┏━━

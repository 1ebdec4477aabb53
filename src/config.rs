use anyhow::{Context, Result};
use serde::Deserialize;
use std::env;
use std::path::PathBuf;

#[derive(Debug, Clone, Deserialize)]
pub struct Config {
    pub server: ServerConfig,
    pub dictionary: DictionaryConfig,
}

#[derive(Debug, Clone, Deserialize)]
pub struct ServerConfig {
    pub host: String,
    pub port: u16,
}

#[derive(Debug, Clone, Deserialize)]
pub struct DictionaryConfig {
    /// Directory holding one `<language>.txt` word list per supported language
    pub dir: PathBuf,
}

impl Config {
    pub fn from_env() -> Result<Self> {
        dotenvy::dotenv().ok();

        Self::from_lookup(|key| env::var(key).ok())
    }

    /// Build a config from an arbitrary key lookup, falling back to defaults
    /// for anything unset
    pub fn from_lookup<F>(lookup: F) -> Result<Self>
    where
        F: Fn(&str) -> Option<String>,
    {
        let server = ServerConfig {
            host: lookup("HOST").unwrap_or_else(|| "0.0.0.0".to_string()),
            port: lookup("PORT")
                .unwrap_or_else(|| "3000".to_string())
                .parse()
                .context("PORT must be a number")?,
        };

        let dictionary = DictionaryConfig {
            dir: lookup("DICTIONARY_DIR")
                .map(PathBuf::from)
                .unwrap_or_else(|| PathBuf::from("./dictionaries")),
        };

        Ok(Config { server, dictionary })
    }

    pub fn server_addr(&self) -> String {
        format!("{}:{}", self.server.host, self.server.port)
    }
}
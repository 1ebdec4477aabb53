use rand::Rng;

/// Reduce `candidates` to at most `limit` words.
///
/// When nothing has to be dropped the candidates come back untouched and in
/// order. Otherwise exactly `limit` distinct entries are drawn uniformly.
pub fn sample<R: Rng + ?Sized>(candidates: Vec<String>, limit: usize, rng: &mut R) -> Vec<String> {
    if candidates.len() <= limit {
        return candidates;
    }

    let mut slots: Vec<Option<String>> = candidates.into_iter().map(Some).collect();
    rand::seq::index::sample(rng, slots.len(), limit)
        .into_iter()
        .filter_map(|idx| slots[idx].take())
        .collect()
}
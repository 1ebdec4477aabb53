use axum::Json;
use serde_json::{json, Value};

/// Health check endpoint
pub async fn health_check() -> Json<Value> {
    Json(json!({
        "status": "ok",
        "service": "word-lookup-service",
        "version": env!("CARGO_PKG_VERSION")
    }))
}
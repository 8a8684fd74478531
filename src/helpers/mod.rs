pub mod csv_loader;
pub mod login;
pub mod network;
pub mod schema;
pub mod template;
pub mod week;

┗━━

- _TASK TO CARRY OUT_:
Write out each entry once more, exactly as it was given.

- _PROBLEM SOLUTION_:
repository 1ebdec4477aabb53
filename src/config.rs
use anyhow::{Context, Result};
use serde::Deserialize;
use std::env;
use std::path::PathBuf;

#[derive(Debug, Clone, Deserialize)]
pub struct Config {
    pub server: ServerConfig,
    pub dictionary: DictionaryConfig,
}

#[derive(Debug, Clone, Deserialize)]
pub struct ServerConfig {
    pub host: String,
    pub port: u16,
}

#[derive(Debug, Clone, Deserialize)]
pub struct DictionaryConfig {
    /// Directory holding one `<language>.txt` word list per supported language
    pub dir: PathBuf,
}

impl Config {
    pub fn from_env() -> Result<Self> {
        dotenvy::dotenv().ok();

        Self::from_lookup(|key| env::var(key).ok())
    }

    /// Build a config from an arbitrary key lookup, falling back to defaults
    /// for anything unset
    pub fn from_lookup<F>(lookup: F) -> Result<Self>
    where
        F: Fn(&str) -> Option<String>,
    {
        let server = ServerConfig {
            host: lookup("HOST").unwrap_or_else(|| "0.0.0.0".to_string()),
            port: lookup("PORT")
                .unwrap_or_else(|| "3000".to_string())
                .parse()
                .context("PORT must be a number")?,
        };

        let dictionary = DictionaryConfig {
            dir: lookup("DICTIONARY_DIR")
                .map(PathBuf::from)
                .unwrap_or_else(|| PathBuf::from("./dictionaries")),
        };

        Ok(Config { server, dictionary })
    }

    pub fn server_addr(&self) -> String {
        format!("{}:{}", self.server.host, self.server.port)
    }
}
repository 1ebdec4477aabb53
use rand::Rng;

/// Reduce `candidates` to at most `limit` words.
///
/// When nothing has to be dropped the candidates come back untouched and in
/// order. Otherwise exactly `limit` distinct entries are drawn uniformly.
pub fn sample<R: Rng + ?Sized>(candidates: Vec<String>, limit: usize, rng: &mut R) -> Vec<String> {
    if candidates.len() <= limit {
        return candidates;
    }

    let mut slots: Vec<Option<String>> = candidates.into_iter().map(Some).collect();
    rand::seq::index::sample(rng, slots.len(), limit)
        .into_iter()
        .filter_map(|idx| slots[idx].take())
        .collect()
}
repository 1ebdec4477aabb53
use axum::Json;
use serde_json::{json, Value};

/// Health check endpoint
pub async fn health_check() -> Json<Value> {
    Json(json!({
        "status": "ok",
        "service": "word-lookup-service",
        "version": env!("CARGO_PKG_VERSION")
    }))
}
repository 8a8684fd74478531
filename src/helpers/mod.rs
pub mod csv_loader;
pub mod login;
pub mod network;
pub mod schema;
pub mod template;
pub mod week;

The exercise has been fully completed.